Contrast that with my favorite strained and unconvincing recent attempt at making the issue moral: “If you don’t get vaccinated, you’ll kill your grandmother.”

Okay then ...

Such an argument is transparently manipulative and quite impossible to demonstrate. It borders on caricature. But it’s definitely an attempt to engage the conscience rather than the brain and to produce guilt, fear and shame rather than intellectual conviction. Moving the argument into moral territory gives vaccine propagandists a better chance of persuading the unpersuaded — or at least so goes the theory. It also has the benefit of enraging the vaccinated and turning them against unvaccinated family members, reinforcing the current narrative. Who knows, maybe social shaming will succeed where statistical arguments have not.

But then New York Governor Kathy Hochul took it to a whole new level this week when she brought God into it personally. Once she made the pro-vax argument religious, she just couldn’t stop herself:

“I prayed a lot to God during this time and you know what — God did answer our prayers. He made the smartest men and women, the scientists, the doctors, the researchers — he made them come up with a vaccine. That is from God to us and we must say, thank you, God. Thank you.”

It goes without saying that the smartest men and women in the world have come up with lots of things that have been a great blessing to this world, and we are all grateful for those discoveries. But I take such things as coming from God in a very diluted sense, which is to say that he gave these folks their big brains, allowed them to accumulate degrees and gain positions of influence, and gave them access to knowledge other people don’t have. But it does not follow from such general providence that everything the smartest men and women in the world do with the gift of knowledge they receive from God is automatically good, especially when these authorities and experts themselves reject the idea of God entirely. As Steven Kreis points out, science, which has given us all kinds of good things, has also given us fluorocarbons, heroin, nuclear waste, dioxin, sarin gas and the atomic bomb.
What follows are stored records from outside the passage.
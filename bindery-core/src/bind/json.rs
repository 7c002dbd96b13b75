use super::{Binder, has_body_consumer};
use crate::binding_map::BindingMap;
use crate::convert::ConversionRegistry;
use crate::error::{BindError, ConversionError};
use crate::http::{HttpRequest, HttpResponse};
use crate::param::{ParameterDescription, Value};
use crate::route::PathVariables;
use serde_json::Value as Json;
use std::sync::Arc;
use tracing::debug;

/// Whether a lower-cased media type carries JSON.
pub fn is_json_media_type(media_type: &str) -> bool {
    media_type == "application/json" || media_type.ends_with("+json")
}

/// Binds parameters from a JSON request body.
///
/// When exactly one unbound parameter is a compound type (bean, list or
/// map) the whole document is deserialized into it. Otherwise the body must
/// be an object and each unbound parameter is taken from the field of the
/// same name.
///
/// Skipped entirely when nothing is left to bind, the content type is not
/// JSON, or a parameter takes the request and so owns the body stream.
#[derive(Debug, Clone)]
pub struct JsonBodyBinder {
    registry: Arc<ConversionRegistry>,
}

impl JsonBodyBinder {
    pub fn new(registry: Arc<ConversionRegistry>) -> Self {
        Self { registry }
    }

    fn bind_field(&self, parameter: &ParameterDescription, field: &Json) -> Result<Option<Value>, BindError> {
        let target = parameter.ty();
        let text = match field {
            Json::String(s) => Some(s.clone()),
            Json::Number(n) => Some(n.to_string()),
            Json::Bool(b) => Some(b.to_string()),
            _ => None,
        };

        if let Some(text) = text.filter(|_| self.registry.supports(target)) {
            return match self.registry.convert(target, &text) {
                Ok(Some(v)) => Ok(Some(v)),
                Ok(None) => Err(BindError::conversion(
                    parameter.name(),
                    target.name(),
                    &ConversionError::new(target.name(), text, "no matching constant"),
                )),
                Err(e) => Err(BindError::conversion(parameter.name(), target.name(), &e)),
            };
        }

        match target.decode_json(field.clone()) {
            Some(Ok(v)) => Ok(Some(v)),
            Some(Err(e)) => Err(BindError::Conversion {
                parameter: parameter.name().to_string(),
                target: target.name().to_string(),
                cause: e.to_string(),
            }),
            None => Ok(None),
        }
    }
}

impl Binder for JsonBodyBinder {
    fn name(&self) -> &'static str {
        "json-body"
    }

    fn bind_all(
        &self,
        map: &mut BindingMap,
        request: &Arc<HttpRequest>,
        _response: &Arc<HttpResponse>,
        _path_vars: &PathVariables,
    ) -> Result<(), BindError> {
        let unbound = map.unbound();
        let Some(first) = unbound.first() else {
            return Ok(());
        };
        let is_json = request.media_type().is_some_and(|m| is_json_media_type(&m));
        if !is_json || has_body_consumer(map) {
            return Ok(());
        }
        let Some(body) = request.take_body() else {
            debug!("JSON request without a body stream");
            return Ok(());
        };

        let compound: Vec<&ParameterDescription> =
            unbound.iter().filter(|p| p.ty().is_bindable_compound()).collect();
        let single = match compound.as_slice() {
            [only] => Some(*only),
            _ => None,
        };
        let blame = single.unwrap_or(first);

        let bytes = body.read_all().map_err(|e| BindError::BodyUnavailable {
            parameter: blame.name().to_string(),
            target: blame.ty().name().to_string(),
            cause: e.to_string(),
        })?;
        if bytes.iter().all(u8::is_ascii_whitespace) {
            debug!("Empty JSON body");
            return Ok(());
        }
        let document: Json = serde_json::from_slice(&bytes).map_err(|e| BindError::MalformedBody {
            parameter: blame.name().to_string(),
            target: blame.ty().name().to_string(),
            cause: e.to_string(),
        })?;

        if let Some(parameter) = single {
            debug!(parameter = parameter.name(), "Binding whole JSON body");
            return match parameter.ty().decode_json(document) {
                Some(Ok(v)) => {
                    map.bind_if_absent(parameter, v);
                    Ok(())
                }
                Some(Err(e)) => Err(BindError::MalformedBody {
                    parameter: parameter.name().to_string(),
                    target: parameter.ty().name().to_string(),
                    cause: e.to_string(),
                }),
                None => Ok(()),
            };
        }

        let Json::Object(fields) = document else {
            debug!("JSON body is not an object, nothing to explode");
            return Ok(());
        };
        for parameter in &unbound {
            let Some(field) = fields.get(parameter.name()).filter(|f| !f.is_null()) else {
                continue;
            };
            if let Some(v) = self.bind_field(parameter, field)? {
                map.bind_if_absent(parameter, v);
            }
        }
        Ok(())
    }
}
On the spectrum of scientific discoveries, from unmitigated good at one end to rank evil at the other, where exactly the current crop of COVID vaccines fits in remains to be determined.

But Hochul didn’t quit there. She was on a roll:

I need you to be my apostles. I need you to go out and talk about it and say, we owe this to each other. We love each other. Jesus taught us to love one another and how do you show that love but to care about each other enough to say, please get the vaccine because I love you and I want you to live, I want our kids to be safe when they’re in schools, I want to be safe when you go to a doctor’s office or to a hospital and are treated by somebody, you don’t want to get the virus from them.”

Meanwhile, Hochul is calling in the National Guard to hopefully bolster New York’s medical resources once she unnecessarily dismisses thousands of unvaccinated health care employees in the New York system and creates the very crisis she claims to be at pains to avert.